作者
Samuel A. Bradley,Frederik G. Hansson,Beata Joanna Lehka,Daniela Rago,Pedro Pinho,Huadong Peng,Khem B. Adhikari,Ahmad K. Haidar,Lea G. Hansen,Daria A. Volkova,M Holtz,Sergi Abad,Xin Ma,Κωνσταντίνος Κουδούνας,Sébastien Besseau,Nicolas Gautron,C. Mélin,Jillian Marc,Caroline Birer-Williams,Vincent Courdavault,Emil D. Jensen,Jay D. Keasling,Jie Zhang,Michael K. Jensen
摘要
Monoterpene indole alkaloids (MIAs) make up a highly bioactive class of metabolites produced by a range of tropical and subtropical plants. The corynanthe-type MIAs are a stereochemically complex subclass with therapeutic potential against a large number of indications including cancer, psychotic disorders, and erectile dysfunction. Here, we report yeast-based cell factories capable of de novo production of corynanthe-type MIAs rauwolscine, yohimbine, tetrahydroalstonine, and corynanthine. From this, we demonstrate regioselective biosynthesis of 4 fluorinated derivatives of these compounds and de novo biosynthesis of 7-chlororauwolscine by coexpression of a halogenase with the biosynthetic pathway. Finally, we capitalize on the ability of these cell factories to produce derivatives of these bioactive scaffolds to establish a proof-of-principle drug discovery pipeline in which the corynanthe-type MIAs are screened for bioactivity on human drug targets, expressed in yeast.
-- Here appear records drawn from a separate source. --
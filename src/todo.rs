use std::cmp::Ordering;
use std::fmt;
use std::str::FromStr;

use chrono::NaiveDate;
use serde::{Deserialize, Serialize};
use thiserror::Error;

use crate::form::FieldErrors;

#[derive(Error, Debug)]
pub enum Error {
    #[error("invalid todo: {0}")]
    Validation(FieldErrors),
    #[error("todo {0} not found")]
    NotFound(i64),
    #[error(transparent)]
    Database(#[from] sqlx::Error),
    #[error(transparent)]
    Migrate(#[from] sqlx::migrate::MigrateError),
}

#[derive(Debug, Clone, Copy, Default, PartialEq, Eq, Hash, Serialize, Deserialize, sqlx::Type)]
#[serde(rename_all = "lowercase")]
#[sqlx(rename_all = "lowercase")]
pub enum Priority {
    Low,
    #[default]
    Medium,
    High,
    Urgent,
}

impl Priority {
    pub const ALL: [Priority; 4] = [
        Priority::Low,
        Priority::Medium,
        Priority::High,
        Priority::Urgent,
    ];

    /// The code stored in the `priority` column.
    pub fn as_str(&self) -> &'static str {
        match self {
            Priority::Low => "low",
            Priority::Medium => "medium",
            Priority::High => "high",
            Priority::Urgent => "urgent",
        }
    }

    pub fn label(&self) -> &'static str {
        match self {
            Priority::Low => "Low",
            Priority::Medium => "Medium",
            Priority::High => "High",
            Priority::Urgent => "Urgent",
        }
    }
}

impl fmt::Display for Priority {
    fn fmt(&self, f: &mut fmt::Formatter<'_>) -> fmt::Result {
        f.pad(self.as_str())
    }
}

#[derive(Debug, Clone, PartialEq, Eq)]
pub struct UnknownPriority(pub String);

impl fmt::Display for UnknownPriority {
    fn fmt(&self, f: &mut fmt::Formatter<'_>) -> fmt::Result {
        write!(f, "unknown priority `{}`", self.0)
    }
}

impl FromStr for Priority {
    type Err = UnknownPriority;

    fn from_str(s: &str) -> Result<Self, Self::Err> {
        Priority::ALL
            .into_iter()
            .find(|p| p.as_str() == s)
            .ok_or_else(|| UnknownPriority(s.to_string()))
    }
}

#[derive(Debug, Clone, PartialEq, Eq, Serialize, sqlx::FromRow)]
pub struct Todo {
    pub id: i64,
    pub title: String,
    pub description: String,
    pub due_date: Option<NaiveDate>,
    pub priority: Priority,
    pub is_resolved: bool,
}

impl Todo {
    /// Unresolved and due strictly before `today`.
    pub fn is_overdue(&self, today: NaiveDate) -> bool {
        !self.is_resolved && self.due_date.is_some_and(|due| due < today)
    }
}

/// Caller supplied fields for a new record. Everything else takes the
/// column defaults.
#[derive(Debug, Clone, PartialEq, Eq)]
pub struct NewTodo {
    pub title: String,
    pub description: String,
    pub due_date: Option<NaiveDate>,
    pub priority: Priority,
}

impl NewTodo {
    pub fn new(title: &str) -> Self {
        NewTodo {
            title: title.to_string(),
            description: String::new(),
            due_date: None,
            priority: Priority::default(),
        }
    }
}

/// Partial update. `None` leaves the stored value alone; `due_date` nests so
/// that an explicit `Some(None)` clears the date.
#[derive(Debug, Clone, Default, PartialEq, Eq)]
pub struct TodoChanges {
    pub title: Option<String>,
    pub description: Option<String>,
    pub due_date: Option<Option<NaiveDate>>,
    pub priority: Option<Priority>,
    pub is_resolved: Option<bool>,
}

impl TodoChanges {
    pub fn apply(self, todo: &mut Todo) {
        if let Some(title) = self.title {
            todo.title = title;
        }
        if let Some(description) = self.description {
            todo.description = description;
        }
        if let Some(due_date) = self.due_date {
            todo.due_date = due_date;
        }
        if let Some(priority) = self.priority {
            todo.priority = priority;
        }
        if let Some(is_resolved) = self.is_resolved {
            todo.is_resolved = is_resolved;
        }
    }
}

/// How `priority` ranks when sorting descending.
#[derive(Debug, Clone, Copy, Default, PartialEq, Eq, Deserialize)]
#[serde(rename_all = "lowercase")]
pub enum PriorityRank {
    /// urgent > high > medium > low
    #[default]
    Severity,
    /// Descending by stored code: urgent > medium > low > high
    Lexical,
}

impl PriorityRank {
    fn rank(&self, priority: Priority) -> u8 {
        match self {
            PriorityRank::Severity => match priority {
                Priority::Low => 0,
                Priority::Medium => 1,
                Priority::High => 2,
                Priority::Urgent => 3,
            },
            PriorityRank::Lexical => match priority {
                Priority::High => 0,
                Priority::Low => 1,
                Priority::Medium => 2,
                Priority::Urgent => 3,
            },
        }
    }
}

/// Where items without a due date land inside their resolved-group.
#[derive(Debug, Clone, Copy, Default, PartialEq, Eq, Deserialize)]
#[serde(rename_all = "lowercase")]
pub enum UndatedPlacement {
    #[default]
    Last,
    First,
}

/// Sort specification handed to `TodoStore::list_all`.
///
/// Keys, in order: `is_resolved` ascending, `due_date` ascending, `priority`
/// descending, then `id` ascending so that the order is total.
#[derive(Debug, Clone, Copy, Default, PartialEq, Eq, Deserialize)]
pub struct ListOrder {
    #[serde(default, rename = "priority_order")]
    pub priority_rank: PriorityRank,
    #[serde(default)]
    pub undated: UndatedPlacement,
}

impl ListOrder {
    pub fn compare(&self, a: &Todo, b: &Todo) -> Ordering {
        a.is_resolved
            .cmp(&b.is_resolved)
            .then_with(|| self.compare_due(a.due_date, b.due_date))
            .then_with(|| {
                self.priority_rank
                    .rank(b.priority)
                    .cmp(&self.priority_rank.rank(a.priority))
            })
            .then_with(|| a.id.cmp(&b.id))
    }

    pub fn sort(&self, todos: &mut [Todo]) {
        todos.sort_by(|a, b| self.compare(a, b));
    }

    fn compare_due(&self, a: Option<NaiveDate>, b: Option<NaiveDate>) -> Ordering {
        match (a, b) {
            (Some(a), Some(b)) => a.cmp(&b),
            (None, None) => Ordering::Equal,
            (None, Some(_)) => match self.undated {
                UndatedPlacement::Last => Ordering::Greater,
                UndatedPlacement::First => Ordering::Less,
            },
            (Some(_), None) => match self.undated {
                UndatedPlacement::Last => Ordering::Less,
                UndatedPlacement::First => Ordering::Greater,
            },
        }
    }
}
In doing so, we identify antagonistic and agonistic behavior against the human adrenergic G protein-coupled receptors ADRA2A and ADRA2B, and the serotonergic receptor 5HT4b, respectively. This study thus demonstrates a proto-drug discovery pipeline for bioactive plant-inspired small molecules based on one-pot biocatalysis of natural and new-to-nature corynanthe-type MIAs in yeast.